TASK PROMPT:
The output is to match the entries below character for character.

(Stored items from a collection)

//! The frame loop driver.
//!
//! Single-threaded and cooperative: each iteration pumps messages, lets
//! the renderer declare its widgets, clears the target, submits the GUI
//! draw data and presents before the next one starts.

use crate::error::{OverlayError, OverlayResult, PRESENT_FAILED};
use crate::gui::{FrameRenderer, Gui};
use crate::platform::{Platform, Pump};
use crate::session::Session;
use crate::surface::ERROR_CAPTION;
use crate::{log_error, log_info};

/// Loop state. `Stopped` is terminal.
#[derive(Debug, Clone, Copy, PartialEq, Eq)]
pub enum LoopState {
    Running,
    Stopped,
}

/// Why the loop stopped.
#[derive(Debug, Clone, Copy, PartialEq, Eq)]
pub enum StopReason {
    /// A quit message was observed while draining the queue.
    Quit,
    /// Presenting the swapchain failed.
    PresentFailed,
}

/// Outcome of a loop that stopped on a quit message.
#[derive(Debug, Clone, Copy, PartialEq, Eq)]
pub struct LoopSummary {
    /// Frames presented successfully.
    pub frames: u64,
    pub stop_reason: StopReason,
}

/// Drives frames for a [`Session`].
#[derive(Debug, Clone, Copy)]
pub struct FrameLoop {
    state: LoopState,
    stop_reason: Option<StopReason>,
    frames: u64,
    sync_interval: u32,
}

impl FrameLoop {
    pub fn new(sync_interval: u32) -> Self {
        Self {
            state: LoopState::Running,
            stop_reason: None,
            frames: 0,
            sync_interval,
        }
    }

    pub fn state(&self) -> LoopState {
        self.state
    }

    pub fn stop_reason(&self) -> Option<StopReason> {
        self.stop_reason
    }

    /// Frames presented so far.
    pub fn frames(&self) -> u64 {
        self.frames
    }

    /// Runs frames until the loop stops.
    ///
    /// Returns the summary on a quit-initiated stop and the present error
    /// otherwise. Either way the session stays valid for teardown. A loop
    /// that already stopped runs nothing and returns its summary.
    pub fn run<P, G, R>(&mut self, session: &mut Session<P, G, R>) -> OverlayResult<LoopSummary>
    where
        P: Platform,
        G: Gui<P>,
        R: FrameRenderer,
    {
        if self.state == LoopState::Running {
            log_info!("frame loop started");
            while self.step(session)? == LoopState::Running {}
        }

        Ok(self.summary())
    }

    fn summary(&self) -> LoopSummary {
        LoopSummary {
            frames: self.frames,
            stop_reason: self.stop_reason.unwrap_or(StopReason::Quit),
        }
    }

    /// Runs one iteration. A stopped loop does nothing.
    pub fn step<P, G, R>(&mut self, session: &mut Session<P, G, R>) -> OverlayResult<LoopState>
    where
        P: Platform,
        G: Gui<P>,
        R: FrameRenderer,
    {
        if self.state == LoopState::Stopped {
            return Ok(LoopState::Stopped);
        }

        // A quit seen anywhere in the drain cancels this frame.
        if session.platform.pump_messages() == Pump::Quit {
            self.stop(StopReason::Quit);
            return Ok(LoopState::Stopped);
        }

        session.gui.begin_frame(&session.surface);
        session.renderer.render();
        let draw_data = session.gui.end_frame();

        session
            .surface
            .present_frame_targets(&mut session.platform);
        session.gui.submit(&session.surface, draw_data);

        if let Err(source) = session
            .surface
            .present(&mut session.platform, self.sync_interval)
        {
            log_error!("{PRESENT_FAILED} ({source})");
            if session.options.error_dialogs {
                session.platform.notify_error(ERROR_CAPTION, PRESENT_FAILED);
            }
            self.stop(StopReason::PresentFailed);
            return Err(OverlayError::Present { source });
        }

        self.frames += 1;
        Ok(LoopState::Running)
    }

    fn stop(&mut self, reason: StopReason) {
        self.state = LoopState::Stopped;
        self.stop_reason = Some(reason);
        log_info!("frame loop stopped after {} frame(s): {reason:?}", self.frames);
    }
}

#[cfg(test)]
#[path = "frame_loop_tests.rs"]
mod tests;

RESPONSE AREA:
//! The frame loop driver.
//!
//! Single-threaded and cooperative: each iteration pumps messages, lets
//! the renderer declare its widgets, clears the target, submits the GUI
//! draw data and presents before the next one starts.

use crate::error::{OverlayError, OverlayResult, PRESENT_FAILED};
use crate::gui::{FrameRenderer, Gui};
use crate::platform::{Platform, Pump};
use crate::session::Session;
use crate::surface::ERROR_CAPTION;
use crate::{log_error, log_info};

/// Loop state. `Stopped` is terminal.
#[derive(Debug, Clone, Copy, PartialEq, Eq)]
pub enum LoopState {
    Running,
    Stopped,
}

/// Why the loop stopped.
#[derive(Debug, Clone, Copy, PartialEq, Eq)]
pub enum StopReason {
    /// A quit message was observed while draining the queue.
    Quit,
    /// Presenting the swapchain failed.
    PresentFailed,
}

/// Outcome of a loop that stopped on a quit message.
#[derive(Debug, Clone, Copy, PartialEq, Eq)]
pub struct LoopSummary {
    /// Frames presented successfully.
    pub frames: u64,
    pub stop_reason: StopReason,
}

/// Drives frames for a [`Session`].
#[derive(Debug, Clone, Copy)]
pub struct FrameLoop {
    state: LoopState,
    stop_reason: Option<StopReason>,
    frames: u64,
    sync_interval: u32,
}

impl FrameLoop {
    pub fn new(sync_interval: u32) -> Self {
        Self {
            state: LoopState::Running,
            stop_reason: None,
            frames: 0,
            sync_interval,
        }
    }

    pub fn state(&self) -> LoopState {
        self.state
    }

    pub fn stop_reason(&self) -> Option<StopReason> {
        self.stop_reason
    }

    /// Frames presented so far.
    pub fn frames(&self) -> u64 {
        self.frames
    }

    /// Runs frames until the loop stops.
    ///
    /// Returns the summary on a quit-initiated stop and the present error
    /// otherwise. Either way the session stays valid for teardown. A loop
    /// that already stopped runs nothing and returns its summary.
    pub fn run<P, G, R>(&mut self, session: &mut Session<P, G, R>) -> OverlayResult<LoopSummary>
    where
        P: Platform,
        G: Gui<P>,
        R: FrameRenderer,
    {
        if self.state == LoopState::Running {
            log_info!("frame loop started");
            while self.step(session)? == LoopState::Running {}
        }

        Ok(self.summary())
    }

    fn summary(&self) -> LoopSummary {
        LoopSummary {
            frames: self.frames,
            stop_reason: self.stop_reason.unwrap_or(StopReason::Quit),
        }
    }

    /// Runs one iteration. A stopped loop does nothing.
    pub fn step<P, G, R>(&mut self, session: &mut Session<P, G, R>) -> OverlayResult<LoopState>
    where
        P: Platform,
        G: Gui<P>,
        R: FrameRenderer,
    {
        if self.state == LoopState::Stopped {
            return Ok(LoopState::Stopped);
        }

        // A quit seen anywhere in the drain cancels this frame.
        if session.platform.pump_messages() == Pump::Quit {
            self.stop(StopReason::Quit);
            return Ok(LoopState::Stopped);
        }

        session.gui.begin_frame(&session.surface);
        session.renderer.render();
        let draw_data = session.gui.end_frame();

        session
            .surface
            .present_frame_targets(&mut session.platform);
        session.gui.submit(&session.surface, draw_data);

        if let Err(source) = session
            .surface
            .present(&mut session.platform, self.sync_interval)
        {
            log_error!("{PRESENT_FAILED} ({source})");
            if session.options.error_dialogs {
                session.platform.notify_error(ERROR_CAPTION, PRESENT_FAILED);
            }
            self.stop(StopReason::PresentFailed);
            return Err(OverlayError::Present { source });
        }

        self.frames += 1;
        Ok(LoopState::Running)
    }

    fn stop(&mut self, reason: StopReason) {
        self.state = LoopState::Stopped;
        self.stop_reason = Some(reason);
        log_info!("frame loop stopped after {} frame(s): {reason:?}", self.frames);
    }
}

#[cfg(test)]
#[path = "frame_loop_tests.rs"]
mod tests;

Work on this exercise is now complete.